With [SCINTIX], wherever the PET lights up, we should be able to treat. We’re hoping to open that idea to patients who present with more than 5 disease sites [or] polymetastatic disease.

We’re investigating ways to combine radiation therapy with other targeted therapies [such as] immunotherapy, therapies targeted toward specific receptors, and SOC chemotherapy. [When] we add ablative therapy, [we will] hopefully improve patient outcomes. All the data suggest that will be the case, but we’ve been limited by the technologies we currently have.

How do you plan to use SCINTIX in your clinic at JTCC?

We want to develop an entire program centered around patients who present with stage IV cancer, that has traveled outside their primary tumor to other sites in their body. [Determining] how to effectively give these patients the best chance at long-term, meaningful survival has always been a challenge.

My plan for this technology is to [use] it to develop a program that will hopefully address [the unmet needs of] patients who present with that stage of disease and combine [SCINTIX] with either a SOC treatment or clinical trials that are investigating therapies. These patients are traditionally not seen by radiation oncologists because their disease cannot be addressed by the current technology, meaning [they have] more than 10 or 20 sites [of disease]. That’s our purpose here.

I’m [also] looking at ways to combine radiotherapy with immunotherapy. Data suggest that radiation therapy can synergize with immunotherapy. That’s where radiation therapy is going. How can we provide consolidation and salvage [therapies] as well as synergize with patient’s immune systems to hopefully offer a chance at complete response?

JTCC is 1 of 7 early adopters [of SCINTIX] in the United States. We’re paving the way for this technology and treatment modality. JTCC has always led the way for oncology care with SOCs and innovations. This is in line with that mission.

What does the future look like for this technology?

The FDA has approved [SCINTIX for] lung and bone cancer indications, [and it is] now moving toward approval for other disease sites. That may come soon, as we do studies to show the [technology’s] validity.

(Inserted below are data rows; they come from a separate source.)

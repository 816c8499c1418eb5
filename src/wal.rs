use std::fs::{self, File, OpenOptions};
use std::io::{self, BufReader, BufWriter, Read, Write};
use std::path::{Path, PathBuf};

use crate::model::Event;

/// Written once at the start of every log file.
const MAGIC: [u8; 8] = *b"CNCRG\x00\x00\x01";

/// No single event comes close; a larger prefix means the length itself is garbage.
const MAX_ENTRY_LEN: usize = 4 * 1024 * 1024;

/// Encode a single event to [len][bincode][crc32] format.
fn encode_event(writer: &mut impl Write, event: &Event) -> io::Result<()> {
    let payload =
        bincode::serialize(event).map_err(|e| io::Error::new(io::ErrorKind::InvalidData, e))?;
    let len = payload.len() as u32;
    let crc = crc32fast::hash(&payload);
    writer.write_all(&len.to_le_bytes())?;
    writer.write_all(&payload)?;
    writer.write_all(&crc.to_le_bytes())?;
    Ok(())
}

/// Outcome of reading a log file front to back.
#[derive(Debug, Default)]
pub struct Replay {
    pub events: Vec<Event>,
    /// Byte offset just past the last intact entry.
    pub valid_len: u64,
    /// Bytes after `valid_len` that did not form an intact entry.
    pub torn_bytes: u64,
}

/// Read exactly `buf.len()` bytes, or report a clean/torn end as `Ok(false)`.
fn read_full(reader: &mut impl Read, buf: &mut [u8]) -> io::Result<bool> {
    match reader.read_exact(buf) {
        Ok(()) => Ok(true),
        Err(e) if e.kind() == io::ErrorKind::UnexpectedEof => Ok(false),
        Err(e) => Err(e),
    }
}

/// Append-only write-ahead log of room events.
///
/// File layout: an 8-byte magic header, then entries of
/// `[u32: len][bincode: Event][u32: crc32]`, little-endian.
/// A torn or corrupt tail (crash mid-write) is cut off on recovery so later
/// appends never land behind garbage.
pub struct Wal {
    writer: BufWriter<File>,
    path: PathBuf,
    appends_since_compact: u64,
}

impl Wal {
    /// Replay the log, truncate any torn tail, and open it for appending.
    pub fn recover(path: &Path) -> io::Result<(Self, Vec<Event>)> {
        let replay = Self::replay(path)?;
        if replay.torn_bytes > 0 {
            tracing::warn!(
                "discarding {} torn bytes at the end of {}",
                replay.torn_bytes,
                path.display()
            );
            let file = OpenOptions::new().write(true).open(path)?;
            file.set_len(replay.valid_len)?;
            file.sync_all()?;
        }
        Ok((Self::open(path)?, replay.events))
    }

    /// Open (or create) the log at `path`. A new file gets its header immediately.
    pub fn open(path: &Path) -> io::Result<Self> {
        let file = OpenOptions::new().create(true).append(true).open(path)?;
        let mut writer = BufWriter::new(file);
        if writer.get_ref().metadata()?.len() == 0 {
            writer.write_all(&MAGIC)?;
            writer.flush()?;
            writer.get_ref().sync_all()?;
        }
        Ok(Self {
            writer,
            path: path.to_path_buf(),
            appends_since_compact: 0,
        })
    }

    /// Append and fsync one event. The engine goes through `append_buffered`
    /// + `flush_sync` instead, one fsync per group-commit batch.
    #[cfg(test)]
    pub fn append(&mut self, event: &Event) -> io::Result<()> {
        self.append_buffered(event)?;
        self.flush_sync()
    }

    pub fn append_buffered(&mut self, event: &Event) -> io::Result<()> {
        encode_event(&mut self.writer, event)?;
        self.appends_since_compact += 1;
        Ok(())
    }

    pub fn flush_sync(&mut self) -> io::Result<()> {
        self.writer.flush()?;
        self.writer.get_ref().sync_all()
    }

    pub fn path(&self) -> &Path {
        &self.path
    }

    fn compact_tmp_path(path: &Path) -> PathBuf {
        path.with_extension("wal.compact")
    }

    /// Write the snapshot events to a side file and fsync it.
    pub fn write_compact_file(path: &Path, events: &[Event]) -> io::Result<()> {
        let file = File::create(Self::compact_tmp_path(path))?;
        let mut writer = BufWriter::new(file);
        writer.write_all(&MAGIC)?;
        for event in events {
            encode_event(&mut writer, event)?;
        }
        writer.flush()?;
        writer.get_ref().sync_all()
    }

    /// Rename the side file over the log and reopen for appending.
    pub fn swap_compact_file(&mut self) -> io::Result<()> {
        // Anything still buffered belongs to the log being replaced.
        self.writer.flush()?;
        fs::rename(Self::compact_tmp_path(&self.path), &self.path)?;
        if let Some(dir) = self.path.parent().filter(|d| !d.as_os_str().is_empty()) {
            // Persist the rename itself.
            File::open(dir)?.sync_all()?;
        }
        let file = OpenOptions::new().append(true).open(&self.path)?;
        self.writer = BufWriter::new(file);
        self.appends_since_compact = 0;
        Ok(())
    }

    #[cfg(test)]
    pub fn compact(&mut self, events: &[Event]) -> io::Result<()> {
        Self::write_compact_file(&self.path, events)?;
        self.swap_compact_file()
    }

    pub fn appends_since_compact(&self) -> u64 {
        self.appends_since_compact
    }

    /// Read every intact event. Stops at the first short, oversized,
    /// checksum-failing or undecodable entry; everything from there on is
    /// reported as torn. A missing file is an empty log.
    pub fn replay(path: &Path) -> io::Result<Replay> {
        let file = match File::open(path) {
            Ok(f) => f,
            Err(e) if e.kind() == io::ErrorKind::NotFound => return Ok(Replay::default()),
            Err(e) => return Err(e),
        };
        let file_len = file.metadata()?.len();
        if file_len == 0 {
            return Ok(Replay::default());
        }
        let mut reader = BufReader::new(file);

        let mut magic = [0u8; MAGIC.len()];
        if !read_full(&mut reader, &mut magic)? {
            // A crash while writing the header of a fresh file.
            return Ok(Replay { events: Vec::new(), valid_len: 0, torn_bytes: file_len });
        }
        if magic != MAGIC {
            return Err(io::Error::new(
                io::ErrorKind::InvalidData,
                format!("{} is not a concierge log", path.display()),
            ));
        }

        let mut events = Vec::new();
        let mut valid_len = MAGIC.len() as u64;
        loop {
            let mut len_buf = [0u8; 4];
            if !read_full(&mut reader, &mut len_buf)? {
                break;
            }
            let len = u32::from_le_bytes(len_buf) as usize;
            if len > MAX_ENTRY_LEN {
                break;
            }

            let mut payload = vec![0u8; len];
            if !read_full(&mut reader, &mut payload)? {
                break;
            }
            let mut crc_buf = [0u8; 4];
            if !read_full(&mut reader, &mut crc_buf)? {
                break;
            }
            if u32::from_le_bytes(crc_buf) != crc32fast::hash(&payload) {
                break;
            }
            match bincode::deserialize::<Event>(&payload) {
                Ok(event) => events.push(event),
                Err(_) => break,
            }
            valid_len += (4 + len + 4) as u64;
        }

        Ok(Replay { events, valid_len, torn_bytes: file_len - valid_len })
    }
}

#[cfg(test)]
mod tests {
    use super::*;
    use crate::model::*;
    use ulid::Ulid;

    fn tmp_path(name: &str) -> PathBuf {
        let dir = std::env::temp_dir().join("concierge_test_wal");
        fs::create_dir_all(&dir).unwrap();
        let path = dir.join(name);
        let _ = fs::remove_file(&path);
        path
    }

    fn room_event() -> Event {
        Event::RoomRegistered {
            id: Ulid::new(),
            number: "204".into(),
            status: RoomStatus::Available,
        }
    }

    fn booking_event(room_id: Ulid) -> Event {
        Event::BookingCreated(Booking {
            id: Ulid::new(),
            user_id: Ulid::new(),
            room_id,
            stay: Span::new(1_000, 2_000),
            status: BookingStatus::Confirmed,
            total_price: 9_900,
            special_requests: Some("extra pillow".into()),
            created_at: 500,
        })
    }

    #[test]
    fn append_and_replay() {
        let path = tmp_path("append_and_replay.wal");
        let events = vec![room_event(), booking_event(Ulid::new())];
        {
            let mut wal = Wal::open(&path).unwrap();
            for e in &events {
                wal.append(e).unwrap();
            }
        }

        let replay = Wal::replay(&path).unwrap();
        assert_eq!(replay.events, events);
        assert_eq!(replay.torn_bytes, 0);
        let _ = fs::remove_file(&path);
    }

    #[test]
    fn recover_cuts_torn_tail_so_new_appends_survive() {
        let path = tmp_path("torn_tail.wal");
        let first = room_event();
        {
            let mut wal = Wal::open(&path).unwrap();
            wal.append(&first).unwrap();
        }
        {
            let mut f = OpenOptions::new().append(true).open(&path).unwrap();
            f.write_all(&[7u8; 6]).unwrap(); // half a length prefix plus noise
        }
        assert_eq!(Wal::replay(&path).unwrap().torn_bytes, 6);

        let second = room_event();
        {
            let (mut wal, events) = Wal::recover(&path).unwrap();
            assert_eq!(events, vec![first.clone()]);
            wal.append(&second).unwrap();
        }

        let replay = Wal::replay(&path).unwrap();
        assert_eq!(replay.events, vec![first, second]);
        assert_eq!(replay.torn_bytes, 0);
        let _ = fs::remove_file(&path);
    }

    #[test]
    fn replay_nonexistent_file() {
        let path = tmp_path("nonexistent.wal");
        let replay = Wal::replay(&path).unwrap();
        assert!(replay.events.is_empty());
        assert_eq!(replay.valid_len, 0);
    }

    #[test]
    fn corrupt_crc_stops_replay() {
        let path = tmp_path("corrupt_crc.wal");
        let event = Event::RoomRemoved { id: Ulid::new() };
        {
            let payload = bincode::serialize(&event).unwrap();
            let mut f = File::create(&path).unwrap();
            f.write_all(&MAGIC).unwrap();
            f.write_all(&(payload.len() as u32).to_le_bytes()).unwrap();
            f.write_all(&payload).unwrap();
            f.write_all(&0xDEAD_BEEFu32.to_le_bytes()).unwrap();
        }

        let replay = Wal::replay(&path).unwrap();
        assert!(replay.events.is_empty());
        assert_eq!(replay.valid_len, MAGIC.len() as u64);
        let _ = fs::remove_file(&path);
    }

    #[test]
    fn foreign_file_is_rejected() {
        let path = tmp_path("foreign.wal");
        fs::write(&path, b"PGDMP\x01\x0e\x00 not ours").unwrap();
        let err = Wal::replay(&path).unwrap_err();
        assert_eq!(err.kind(), io::ErrorKind::InvalidData);
        let _ = fs::remove_file(&path);
    }

    #[test]
    fn compact_replaces_history_and_keeps_appending() {
        let path = tmp_path("compact.wal");
        let room = room_event();
        let Event::RoomRegistered { id: room_id, .. } = room else { unreachable!() };
        let mut wal = Wal::open(&path).unwrap();
        wal.append(&room).unwrap();
        for _ in 0..10 {
            let Event::BookingCreated(b) = booking_event(room_id) else { unreachable!() };
            wal.append(&Event::BookingCreated(b.clone())).unwrap();
            wal.append(&Event::BookingDeleted { id: b.id, room_id, by: Ulid::new() })
                .unwrap();
        }
        let before = fs::metadata(&path).unwrap().len();

        wal.compact(std::slice::from_ref(&room)).unwrap();
        assert_eq!(wal.appends_since_compact(), 0);
        let after = fs::metadata(&path).unwrap().len();
        assert!(after < before, "compacted log should be smaller: {after} < {before}");

        let next = booking_event(room_id);
        wal.append(&next).unwrap();
        drop(wal);

        assert_eq!(Wal::replay(&path).unwrap().events, vec![room, next]);
        let _ = fs::remove_file(&path);
    }

    #[test]
    fn buffered_appends_count_until_flushed() {
        let path = tmp_path("buffered.wal");
        let events: Vec<Event> = (0..5).map(|_| room_event()).collect();
        {
            let mut wal = Wal::open(&path).unwrap();
            for e in &events {
                wal.append_buffered(e).unwrap();
            }
            assert_eq!(wal.appends_since_compact(), 5);
            wal.flush_sync().unwrap();
        }
        assert_eq!(Wal::replay(&path).unwrap().events, events);
        let _ = fs::remove_file(&path);
    }
}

[Additionally, beyond] the standard radiotracer used for PET scans, [we’re investigating] other tumor-specific radiotracers. For example, the pylarify scan is specific to prostate cancer, and there are other tumor-specific radiotracers we use for diagnostic PET scans that RefleXion Medical Inc will validate on their SCINTIX machine. As we do that, we’ll have more precise treatments specific to patients’ tumor types.

SCINTIX will not be 1 size fits all. This is where cancer therapy is moving. Instead of using the same therapy for all patients, we will look specifically at the kind of tumor that they have, the tracer that is active, and how we can combine that activity to guide the radiation and synergize it with specific therapies, including immunotherapy, and hopefully offer each patient the best chance.

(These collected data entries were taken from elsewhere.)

use std::path::PathBuf;
use std::str::FromStr;
use std::sync::Arc;
use std::time::Duration;

use tokio::net::TcpListener;
use tokio::sync::Semaphore;
use tracing::info;

use concierge::engine::Engine;
use concierge::notify::NotifyHub;
use concierge::observability::{CONNECTIONS_ACTIVE, CONNECTIONS_REJECTED_TOTAL, CONNECTIONS_TOTAL};
use concierge::wire::{self, ConciergeFactory};

fn env_or(name: &str, default: &str) -> String {
    std::env::var(name).unwrap_or_else(|_| default.into())
}

fn env_parse<T: FromStr>(name: &str) -> Option<T> {
    std::env::var(name).ok().and_then(|s| s.parse().ok())
}

async fn shutdown_signal() {
    let ctrl_c = tokio::signal::ctrl_c();
    #[cfg(unix)]
    {
        match tokio::signal::unix::signal(tokio::signal::unix::SignalKind::terminate()) {
            Ok(mut sigterm) => {
                tokio::select! {
                    _ = ctrl_c => {}
                    _ = sigterm.recv() => {}
                }
            }
            Err(e) => {
                tracing::warn!("no SIGTERM handler ({e}), waiting for ctrl-c only");
                ctrl_c.await.ok();
            }
        }
    }
    #[cfg(not(unix))]
    {
        ctrl_c.await.ok();
    }
}

#[tokio::main]
async fn main() -> Result<(), Box<dyn std::error::Error>> {
    tracing_subscriber::fmt::init();

    let metrics_port: Option<u16> = env_parse("CONCIERGE_METRICS_PORT");
    concierge::observability::init(metrics_port)?;

    let port = env_or("CONCIERGE_PORT", "5434");
    let bind = env_or("CONCIERGE_BIND", "0.0.0.0");
    let data_dir = env_or("CONCIERGE_DATA_DIR", "./data");
    let password = env_or("CONCIERGE_PASSWORD", "concierge");
    let max_connections: usize = env_parse("CONCIERGE_MAX_CONNECTIONS").unwrap_or(256);
    let compact_threshold: u64 = env_parse("CONCIERGE_COMPACT_THRESHOLD").unwrap_or(1000);

    let tls_cert = std::env::var("CONCIERGE_TLS_CERT").ok();
    let tls_key = std::env::var("CONCIERGE_TLS_KEY").ok();
    let tls_acceptor =
        concierge::tls::load_tls_acceptor(tls_cert.as_deref(), tls_key.as_deref())?;

    std::fs::create_dir_all(&data_dir)?;

    let wal_path = PathBuf::from(&data_dir).join("concierge.wal");
    let engine = Arc::new(Engine::new(wal_path, Arc::new(NotifyHub::new()))?);
    let compactor_engine = engine.clone();
    tokio::spawn(async move {
        concierge::compactor::run_compactor(compactor_engine, compact_threshold).await;
    });

    let factory = ConciergeFactory::new(engine, password);
    let semaphore = Arc::new(Semaphore::new(max_connections));

    let addr = format!("{bind}:{port}");
    let listener = TcpListener::bind(&addr).await?;
    info!("concierge listening on {addr}");
    info!("  data_dir: {data_dir}");
    info!("  max_connections: {max_connections}");
    info!("  compact_threshold: {compact_threshold}");
    info!("  tls: {}", if tls_acceptor.is_some() { "enabled" } else { "disabled" });

    // Stop accepting on SIGTERM/ctrl-c, then drain in-flight connections.
    let shutdown = shutdown_signal();
    tokio::pin!(shutdown);

    loop {
        tokio::select! {
            result = listener.accept() => {
                let (socket, peer) = match result {
                    Ok(conn) => conn,
                    Err(e) => {
                        tracing::error!("accept error: {e}");
                        continue;
                    }
                };

                let Ok(permit) = semaphore.clone().try_acquire_owned() else {
                    tracing::warn!("connection limit reached, rejecting {peer}");
                    metrics::counter!(CONNECTIONS_REJECTED_TOTAL).increment(1);
                    drop(socket);
                    continue;
                };

                info!("connection from {peer}");
                metrics::counter!(CONNECTIONS_TOTAL).increment(1);
                metrics::gauge!(CONNECTIONS_ACTIVE).increment(1.0);
                let factory = factory.clone();
                let tls = tls_acceptor.clone();

                tokio::spawn(async move {
                    let _permit = permit;
                    if let Err(e) = wire::process_connection(socket, factory, tls).await {
                        tracing::error!("connection error from {peer}: {e}");
                    }
                    metrics::gauge!(CONNECTIONS_ACTIVE).decrement(1.0);
                });
            }
            _ = &mut shutdown => {
                info!("shutdown signal received, stopping accept loop");
                break;
            }
        }
    }

    info!("draining connections...");
    let drain_deadline = tokio::time::sleep(Duration::from_secs(10));
    tokio::pin!(drain_deadline);

    loop {
        if semaphore.available_permits() == max_connections {
            info!("all connections drained");
            break;
        }
        tokio::select! {
            _ = &mut drain_deadline => {
                let remaining = max_connections - semaphore.available_permits();
                tracing::warn!("drain timeout, {remaining} connections still open");
                break;
            }
            _ = tokio::time::sleep(Duration::from_millis(100)) => {}
        }
    }

    info!("concierge stopped");
    Ok(())
}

What is your main message for colleagues regarding SCINTIX?

It’s something to watch for. In oncology, we all look for innovation and creative ways to make our patients’ outcomes better [and] minimize the AEs of the therapies. SCINTIX will help us achieve that in a way we have been considering for years. [We will use] patient and cancer physiology to guide precision medicine. That’s what we’ve been waiting for and what we’re moving toward.

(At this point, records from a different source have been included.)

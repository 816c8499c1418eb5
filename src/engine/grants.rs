use ulid::Ulid;

use crate::limits::*;
use crate::model::*;
use crate::observability::GRANTS_OUT_OF_RANGE_TOTAL;

use super::nesting::{check_nested, check_window_in_stay};
use super::requests::normalize_days;
use super::{
    require_owner_or_elevated, AccessPatch, AlarmPatch, Engine, EngineError, Entity,
    NewAlarm, NewGuestAccess,
};

fn count_out_of_range(e: &EngineError) {
    if matches!(e, EngineError::OutOfRange { .. }) {
        metrics::counter!(GRANTS_OUT_OF_RANGE_TOTAL).increment(1);
    }
}

fn grants_on(rs: &RoomState, booking_id: Ulid) -> usize {
    rs.access.iter().filter(|a| a.booking_id == booking_id).count()
        + rs.alarms.iter().filter(|a| a.booking_id == booking_id).count()
}

fn owning_booking(rs: &RoomState, booking_id: Ulid) -> Result<&Booking, EngineError> {
    rs.booking(booking_id)
        .ok_or(EngineError::NotFound(Entity::Booking, booking_id))
}

impl Engine {
    // ── Guest access ─────────────────────────────────────────────

    pub async fn grant_access(
        &self,
        actor: &Actor,
        req: NewGuestAccess,
    ) -> Result<GuestAccess, EngineError> {
        let window = req.validate()?;
        let mut guard = self.resolve_entity_write(Entity::Booking, req.booking_id).await?;
        let reservation = self.reserve_id(req.id, guard.id)?;
        let booking = owning_booking(&guard, req.booking_id)?;
        check_nested(actor, booking, &window).inspect_err(count_out_of_range)?;
        let primary_guest_id = booking.user_id;
        if grants_on(&guard, req.booking_id) >= MAX_GRANTS_PER_BOOKING {
            return Err(EngineError::LimitExceeded("too many grants on booking"));
        }

        let access = GuestAccess {
            id: req.id,
            booking_id: req.booking_id,
            primary_guest_id,
            shared_with_user_id: req.shared_with_user_id,
            shared_with_contact: req.shared_with_contact,
            room_id: guard.id,
            window,
            temporary_key: req.temporary_key,
            active: true,
        };
        self.persist_and_apply(&mut guard, &Event::AccessGranted(access.clone()))
            .await?;
        reservation.commit();
        Ok(access)
    }

    pub async fn revise_access(
        &self,
        actor: &Actor,
        id: Ulid,
        patch: AccessPatch,
    ) -> Result<GuestAccess, EngineError> {
        patch.validate()?;
        let mut guard = self.resolve_entity_write(Entity::GuestAccess, id).await?;
        let current = guard
            .access(id)
            .cloned()
            .ok_or(EngineError::NotFound(Entity::GuestAccess, id))?;
        require_owner_or_elevated(actor, current.primary_guest_id, "edit another guest's access")?;
        let next = patch.apply_to(&current)?;
        if patch.moves_window() {
            let booking = owning_booking(&guard, current.booking_id)?;
            check_window_in_stay(booking, &next.window).inspect_err(count_out_of_range)?;
        }

        self.persist_and_apply(&mut guard, &Event::AccessRevised(next.clone()))
            .await?;
        Ok(next)
    }

    /// Turning a permission back on re-checks its booking: nothing hanging
    /// off a cancelled or finished stay can be re-activated.
    pub async fn set_access_active(
        &self,
        actor: &Actor,
        id: Ulid,
        active: bool,
    ) -> Result<GuestAccess, EngineError> {
        let mut guard = self.resolve_entity_write(Entity::GuestAccess, id).await?;
        let mut next = guard
            .access(id)
            .cloned()
            .ok_or(EngineError::NotFound(Entity::GuestAccess, id))?;
        require_owner_or_elevated(actor, next.primary_guest_id, "toggle another guest's access")?;
        if active {
            check_window_in_stay(owning_booking(&guard, next.booking_id)?, &next.window)?;
        }
        next.active = active;

        self.persist_and_apply(&mut guard, &Event::AccessRevised(next.clone()))
            .await?;
        Ok(next)
    }

    pub async fn revoke_access(&self, actor: &Actor, id: Ulid) -> Result<(), EngineError> {
        let mut guard = self.resolve_entity_write(Entity::GuestAccess, id).await?;
        let owner = guard
            .access(id)
            .map(|a| a.primary_guest_id)
            .ok_or(EngineError::NotFound(Entity::GuestAccess, id))?;
        require_owner_or_elevated(actor, owner, "revoke another guest's access")?;

        let event = Event::AccessRevoked { id, room_id: guard.id };
        self.persist_and_apply(&mut guard, &event).await
    }

    // ── Alarms ───────────────────────────────────────────────────

    /// Without an explicit effective window the alarm runs for the whole stay.
    pub async fn set_alarm(&self, actor: &Actor, req: NewAlarm) -> Result<Alarm, EngineError> {
        let explicit = req.validate()?;
        let mut guard = self.resolve_entity_write(Entity::Booking, req.booking_id).await?;
        let reservation = self.reserve_id(req.id, guard.id)?;
        let booking = owning_booking(&guard, req.booking_id)?;
        let window = explicit.unwrap_or(booking.stay);
        check_nested(actor, booking, &window).inspect_err(count_out_of_range)?;
        let user_id = booking.user_id;
        if grants_on(&guard, req.booking_id) >= MAX_GRANTS_PER_BOOKING {
            return Err(EngineError::LimitExceeded("too many grants on booking"));
        }

        let alarm = Alarm {
            id: req.id,
            booking_id: req.booking_id,
            user_id,
            room_id: guard.id,
            time: req.time,
            days: normalize_days(req.days),
            active: true,
            label: req.label,
            music: req.music,
            scenario: req.scenario,
            window,
        };
        self.persist_and_apply(&mut guard, &Event::AlarmSet(alarm.clone()))
            .await?;
        reservation.commit();
        tracing::debug!(alarm = %alarm.id, time = %alarm.time, "alarm set");
        Ok(alarm)
    }

    pub async fn revise_alarm(
        &self,
        actor: &Actor,
        id: Ulid,
        patch: AlarmPatch,
    ) -> Result<Alarm, EngineError> {
        patch.validate()?;
        let mut guard = self.resolve_entity_write(Entity::Alarm, id).await?;
        let current = guard
            .alarm(id)
            .cloned()
            .ok_or(EngineError::NotFound(Entity::Alarm, id))?;
        require_owner_or_elevated(actor, current.user_id, "edit another guest's alarm")?;
        let next = patch.apply_to(&current)?;
        if patch.moves_window() {
            let booking = owning_booking(&guard, current.booking_id)?;
            check_window_in_stay(booking, &next.window).inspect_err(count_out_of_range)?;
        }

        self.persist_and_apply(&mut guard, &Event::AlarmRevised(next.clone()))
            .await?;
        Ok(next)
    }

    pub async fn set_alarm_active(
        &self,
        actor: &Actor,
        id: Ulid,
        active: bool,
    ) -> Result<Alarm, EngineError> {
        let mut guard = self.resolve_entity_write(Entity::Alarm, id).await?;
        let mut next = guard
            .alarm(id)
            .cloned()
            .ok_or(EngineError::NotFound(Entity::Alarm, id))?;
        require_owner_or_elevated(actor, next.user_id, "toggle another guest's alarm")?;
        if active {
            check_window_in_stay(owning_booking(&guard, next.booking_id)?, &next.window)?;
        }
        next.active = active;

        self.persist_and_apply(&mut guard, &Event::AlarmRevised(next.clone()))
            .await?;
        Ok(next)
    }

    pub async fn remove_alarm(&self, actor: &Actor, id: Ulid) -> Result<(), EngineError> {
        let mut guard = self.resolve_entity_write(Entity::Alarm, id).await?;
        let owner = guard
            .alarm(id)
            .map(|a| a.user_id)
            .ok_or(EngineError::NotFound(Entity::Alarm, id))?;
        require_owner_or_elevated(actor, owner, "remove another guest's alarm")?;

        let event = Event::AlarmRemoved { id, room_id: guard.id };
        self.persist_and_apply(&mut guard, &event).await
    }
}
use ulid::Ulid;

use crate::model::{BookingStatus, Span};

/// What kind of record a `NotFound` refers to.
#[derive(Debug, Clone, Copy, PartialEq, Eq)]
pub enum Entity {
    Room,
    Booking,
    GuestAccess,
    Alarm,
}

impl Entity {
    pub fn as_str(&self) -> &'static str {
        match self {
            Entity::Room => "room",
            Entity::Booking => "booking",
            Entity::GuestAccess => "guest access permission",
            Entity::Alarm => "alarm",
        }
    }
}

/// Lifecycle operations on a booking.
#[derive(Debug, Clone, Copy, PartialEq, Eq)]
pub enum Transition {
    CheckIn,
    CheckOut,
    Cancel,
}

impl Transition {
    pub fn as_str(&self) -> &'static str {
        match self {
            Transition::CheckIn => "check-in",
            Transition::CheckOut => "check-out",
            Transition::Cancel => "cancel",
        }
    }

    pub fn target(&self) -> BookingStatus {
        match self {
            Transition::CheckIn => BookingStatus::CheckedIn,
            Transition::CheckOut => BookingStatus::CheckedOut,
            Transition::Cancel => BookingStatus::Cancelled,
        }
    }

    pub fn allowed_from(&self, from: BookingStatus) -> bool {
        match self {
            Transition::CheckIn => from == BookingStatus::Confirmed,
            Transition::CheckOut => from == BookingStatus::CheckedIn,
            Transition::Cancel => {
                matches!(from, BookingStatus::Confirmed | BookingStatus::CheckedIn)
            }
        }
    }
}

#[derive(Debug)]
pub enum EngineError {
    NotFound(Entity, Ulid),
    AlreadyExists(Ulid),
    Forbidden {
        user: Ulid,
        action: &'static str,
    },
    /// Overlaps the given live booking on the same room.
    Conflict(Ulid),
    InvalidState {
        id: Ulid,
        reason: &'static str,
    },
    InvalidTransition {
        id: Ulid,
        from: BookingStatus,
        action: Transition,
    },
    OutOfRange {
        window: Span,
        stay: Span,
    },
    InvalidField {
        field: &'static str,
        reason: &'static str,
    },
    LimitExceeded(&'static str),
    /// Storage failure. The only kind worth retrying.
    Unavailable(String),
}

impl EngineError {
    /// Stable machine-readable code for the calling layer.
    pub fn code(&self) -> &'static str {
        match self {
            EngineError::NotFound(..) => "not_found",
            EngineError::AlreadyExists(_) => "already_exists",
            EngineError::Forbidden { .. } => "forbidden",
            EngineError::Conflict(_) => "conflict",
            EngineError::InvalidState { .. } => "invalid_state",
            EngineError::InvalidTransition { .. } => "invalid_transition",
            EngineError::OutOfRange { .. } => "out_of_range",
            EngineError::InvalidField { .. } => "invalid_field",
            EngineError::LimitExceeded(_) => "limit_exceeded",
            EngineError::Unavailable(_) => "unavailable",
        }
    }

    pub fn is_retryable(&self) -> bool {
        matches!(self, EngineError::Unavailable(_))
    }
}

impl std::fmt::Display for EngineError {
    fn fmt(&self, f: &mut std::fmt::Formatter<'_>) -> std::fmt::Result {
        match self {
            EngineError::NotFound(entity, id) => write!(f, "{} not found: {id}", entity.as_str()),
            EngineError::AlreadyExists(id) => write!(f, "already exists: {id}"),
            EngineError::Forbidden { user, action } => {
                write!(f, "user {user} is not allowed to {action}")
            }
            EngineError::Conflict(id) => {
                write!(f, "room is already booked for these dates (conflicts with booking {id})")
            }
            EngineError::InvalidState { id, reason } => write!(f, "{id}: {reason}"),
            EngineError::InvalidTransition { id, from, action } => write!(
                f,
                "cannot {} booking {id}: status is {from}",
                action.as_str()
            ),
            EngineError::OutOfRange { window, stay } => write!(
                f,
                "window [{}, {}) is not within booking period [{}, {})",
                window.start, window.end, stay.start, stay.end
            ),
            EngineError::InvalidField { field, reason } => write!(f, "invalid {field}: {reason}"),
            EngineError::LimitExceeded(msg) => write!(f, "limit exceeded: {msg}"),
            EngineError::Unavailable(e) => write!(f, "storage unavailable: {e}"),
        }
    }
}

impl std::error::Error for EngineError {}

Editor’s Note: Some questions in this interview were developed in collaboration with John Theurer Cancer Center.

Reference

RefleXion receives FDA clearance for SCINTIX biology-guided radiotherapy; cutting-edge treatment applicable for early and late-stage cancers. News Release. RefleXion. February 2, 2023. Accessed July 12, 2023. https://reflexion.com/press-releases/reflexion-receives-fda-clearance-for-scintix-biology-guided-radiotherapy-cutting-edge-treatment-applicable-for-early-and-late-stage-cancers/#:~:text=The%20FDA%20cleared%20SCINTIX%20biology,other%20cancers%20in%20the%20body.